Comanche’s record since the 2014 Hobart is impeccable.

Since last year’s 49-minute loss to Wild Oats XI in the 628 nm Hobart race, Comanche has made the fastest time in the three major races on her agenda: the 185 nm Stamford to Block Island Race in the US; the 2800 nm Transatlantic Race; the 603 nm Rolex Fastnet Race.

In winning line honours in the Transatlantic Race, Comanche set a new 24-hour monohull sailing record, sailing 618.01 nm, averaging more than 25 knots. That record distance is just short of the length of the CYCA’s course for the Hobart race. And she has reduced crew from 24 last year to 19 or 20 for this race. She will be here to win.

Bob Oatley has gone for the knife on Wild Oats XI, ordering plastic surgery fore and aft on her hull to bring his 10-year-old super maxi up to date and in contention for her ninth Hobart line honours.

“What we’ve done is pretty radical stuff and the whole team is pretty excited about it,” said Mark Richards, the skipper of Wild Oats XI, adding that the super maxi will be back in the water “In a week’s time and ready to train ahead of the Solas Big Boat Challenge.”

Who are the major threats to Wild Oats XI? “All the super maxis will be our major competition, but Comanche is the boat to beat,” Richards said.

The international fleet includes the first two entries from Mainland China and the 12-boat Clipper fleet from the UK. They last sailed in the race in 2013. Also from the UK are Jeremy Pilkington’s Lupa of London and Colin Buffin’s Uxorious IV.

Rambler 88 will be a strong contender to win the race overall, together with Belgian entry Leon, which, as Courrier du Leon, won this year’s Fastnet race overall.

Australian hopes will be pinned on the three local super maxis for line honours. And for overall honours: 2013 winner Victoire (Darryl Hodgkinson), Black Jack (Peter Harburg), Chinese Whisper (Rupert Henry) and last year’s winner Wild Rose (Roger Hickman).

Henry, whose yacht landed in Australia in August after successfully competing with her former owner on the international circuit, said this year’s competition for overall honours “is formidable. But we are in it to win it and hopefully we will be competitive,” he said.

“We’ve had mixed results so far, but I have a very good crew including Raffa Trujillo, a three-time Olympian and Volvo Ocean Race sailor. Those guys know how to push a boat hard, and that’s what we’ll have to do.”

Wild Rose owner, Hickman said, “I will sail with virtually the same crew – you wouldn’t change a winning crew. My sister will be missing, as she is having a baby.”

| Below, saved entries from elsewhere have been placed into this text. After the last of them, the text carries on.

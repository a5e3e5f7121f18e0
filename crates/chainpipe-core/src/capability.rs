//! Capabilities granted by the connect-time handshake.
//!
//! The node pushes a grant frame during the handshake naming the categories
//! of operations this connection may use. The set is read-only after the
//! handshake and resets on reconnect.

use std::collections::HashMap;

use serde::Serialize;

/// Capability gating tracked submissions.
pub const TX_SUBMIT: &str = "tx.submit";
/// Capability gating untracked queries.
pub const STATE_QUERY: &str = "state.query";
/// Capability gating event subscriptions.
pub const EVENTS_SUBSCRIBE: &str = "events.subscribe";
/// Administrative operations; consumed by the domain layer above this core.
pub const ADMIN_CONTROL: &str = "admin.control";

/// Every capability name this build recognizes.
pub const RECOGNIZED: [&str; 4] = [TX_SUBMIT, STATE_QUERY, EVENTS_SUBSCRIBE, ADMIN_CONTROL];

/// Capability-name → granted mapping.
#[derive(Debug, Clone, Serialize)]
pub struct CapabilitySet {
    granted: HashMap<String, bool>,
}

impl Default for CapabilitySet {
    fn default() -> Self {
        Self::new()
    }
}

impl CapabilitySet {
    /// All recognized capabilities, none granted.
    pub fn new() -> Self {
        Self {
            granted: RECOGNIZED
                .iter()
                .map(|name| (name.to_string(), false))
                .collect(),
        }
    }

    /// Mark a capability granted. Returns `false` for unrecognized names,
    /// which are ignored.
    pub fn grant(&mut self, name: &str) -> bool {
        match self.granted.get_mut(name) {
            Some(flag) => {
                *flag = true;
                true
            }
            None => false,
        }
    }

    pub fn is_granted(&self, name: &str) -> bool {
        self.granted.get(name).copied().unwrap_or(false)
    }

    /// Returns `true` once any capability has been granted — the signal that
    /// the handshake's grant push has arrived.
    pub fn any_granted(&self) -> bool {
        self.granted.values().any(|g| *g)
    }

    /// Sorted list of granted names.
    pub fn granted_names(&self) -> Vec<String> {
        let mut names: Vec<String> = self
            .granted
            .iter()
            .filter(|(_, g)| **g)
            .map(|(name, _)| name.clone())
            .collect();
        names.sort();
        names
    }

    /// Revoke everything (reconnect path).
    pub fn reset(&mut self) {
        for flag in self.granted.values_mut() {
            *flag = false;
        }
    }
}
//! The hard cap on in-flight requests.
//!
//! A slot is taken at enqueue and released exactly once, when the request
//! first reaches a terminal status (not when it leaves the queue). Enqueue
//! beyond the limit is rejected synchronously, never queued or dropped.

use std::sync::atomic::{AtomicUsize, Ordering};

use crate::error::ClientError;

/// Atomic counter of requests not yet in a terminal state.
#[derive(Debug)]
pub struct PendingGate {
    limit: usize,
    count: AtomicUsize,
}

impl PendingGate {
    pub fn new(limit: usize) -> Self {
        Self {
            limit,
            count: AtomicUsize::new(0),
        }
    }

    /// Take one slot, or fail with `Capacity` when the limit is reached.
    pub fn try_acquire(&self) -> Result<(), ClientError> {
        self.count
            .fetch_update(Ordering::AcqRel, Ordering::Acquire, |n| {
                (n < self.limit).then_some(n + 1)
            })
            .map(|_| ())
            .map_err(|_| ClientError::Capacity { limit: self.limit })
    }

    /// Return one slot. Saturates at zero so a stray double release cannot
    /// wrap the counter.
    pub fn release(&self) {
        let _ = self
            .count
            .fetch_update(Ordering::AcqRel, Ordering::Acquire, |n| n.checked_sub(1));
    }

    pub fn in_flight(&self) -> usize {
        self.count.load(Ordering::Acquire)
    }

    pub fn limit(&self) -> usize {
        self.limit
    }

    /// Drop all slots (teardown path).
    pub fn reset(&self) {
        self.count.store(0, Ordering::Release);
    }
}
//! `NodeClient` — the connection supervisor and the caller-facing API.
//!
//! Owns connect/reconnect/destroy, the capability handshake, and the
//! lifecycle of the four loop kinds. All per-connection state lives behind
//! one `RuntimeShared` instance owned here; nothing is process-wide, so
//! multiple clients coexist in one process.

use std::future::Future;
use std::num::NonZeroUsize;
use std::pin::Pin;
use std::sync::{Arc, Mutex};
use std::task::{Context, Poll};
use std::time::{Duration, Instant};

use tokio::sync::{mpsc, oneshot, Mutex as AsyncMutex};
use tokio::task::JoinHandle;
use tokio::time;

use chainpipe_core::capability;
use chainpipe_core::frame::op;
use chainpipe_core::{
    CapabilitySet, ChainEvent, ClientError, CorrelationId, Frame, FrameTransport, Lookup,
    RuntimeConfig, StatusRecord,
};

use crate::dispatch::{self, Outbound};
use crate::heartbeat;
use crate::listener;
use crate::processor::ResponseProcessor;
use crate::shared::RuntimeShared;
use crate::worker::{self, PendingRequest};

/// Point-in-time connection snapshot, for health surfaces and operator
/// tooling.
#[derive(Debug, Clone)]
pub struct ConnState {
    pub connected: bool,
    /// Requests not yet in a terminal state.
    pub in_flight: usize,
    /// Topics with a registered event queue.
    pub subscribed_topics: usize,
    /// Granted capability names, sorted.
    pub capabilities: Vec<String>,
}

/// Per-connect parameters.
#[derive(Debug, Clone)]
pub struct ConnectOptions {
    /// Endpoint this connection targets. Must be non-empty.
    pub url: String,
    /// Replace an existing connection (orderly destroy + settle delay)
    /// instead of failing with `AlreadyConnected`.
    pub reconnect: bool,
    /// Requested worker count; clamped to half of hardware parallelism
    /// (minimum 1) and the configured ceiling.
    pub workers: usize,
    /// Handshake timeout: how long to wait for the capability grant push.
    pub timeout: Duration,
    /// Credentials sent in the hello frame, when the node requires them.
    pub auth_key: Option<String>,
}

impl ConnectOptions {
    pub fn new(url: impl Into<String>) -> Self {
        Self {
            url: url.into(),
            reconnect: false,
            workers: 4,
            timeout: Duration::from_secs(10),
            auth_key: None,
        }
    }
}

struct Runtime {
    shared: Arc<RuntimeShared>,
    cmd_tx: mpsc::Sender<Outbound>,
    queue_tx: mpsc::Sender<PendingRequest>,
    oob_tx: mpsc::Sender<Frame>,
    handles: Vec<JoinHandle<()>>,
}

/// Cloned handles for one operation; never held across a destroy.
struct Active {
    shared: Arc<RuntimeShared>,
    cmd_tx: mpsc::Sender<Outbound>,
    queue_tx: mpsc::Sender<PendingRequest>,
}

/// Client runtime for one persistent node connection.
pub struct NodeClient {
    config: RuntimeConfig,
    runtime: Mutex<Option<Runtime>>,
}

impl Default for NodeClient {
    fn default() -> Self {
        Self::new(RuntimeConfig::default())
    }
}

Asked what the big boats brought to the race, Hickman said: “The big boats are terrific; tennis has Roger Federer, cricket has Steve Smith and sailing has Bob Oatley.'

Among the NSW entries are Brindabella (Jim Cooney), Celestial (Sam Haynes), TSA Management (Tony Levett), After Midnight (Mark and Greg Tobin) and Quikpoint Azzurro, the 34-year-old S&S 34 owned by Shane Kearns, which won the Land Rover Sydney Gold Coast Yacht Race in July.

The international Clipper Race fleet has 12 boats, crewed by Corinthian sailors of 26 nationalities. Its founder, Sir Robin Knox-Johnston, will also race on one of two Clipper 68s taking part.

The name ‘Soldini’ will stir the memories of Australians who followed the exploits of French yachtswoman Isabelle Autissier. It was Soldini who won the 1998/99 Around Alone Race after a disastrous opening leg and, along the way, captured the world’s admiration by rescuing fellow competitor Autissier, who had capsized in a remote part of the Southern Ocean, 1900 nm west of Cape Horn.

The Rolex Sydney Hobart Yacht Race starts on Boxing Day, December 26 at 1pm AEDT.

The start of the race will be broadcast live on the Seven Network throughout Australia, webcast live to a global audience on Yahoo!7 and live streamed via mobile.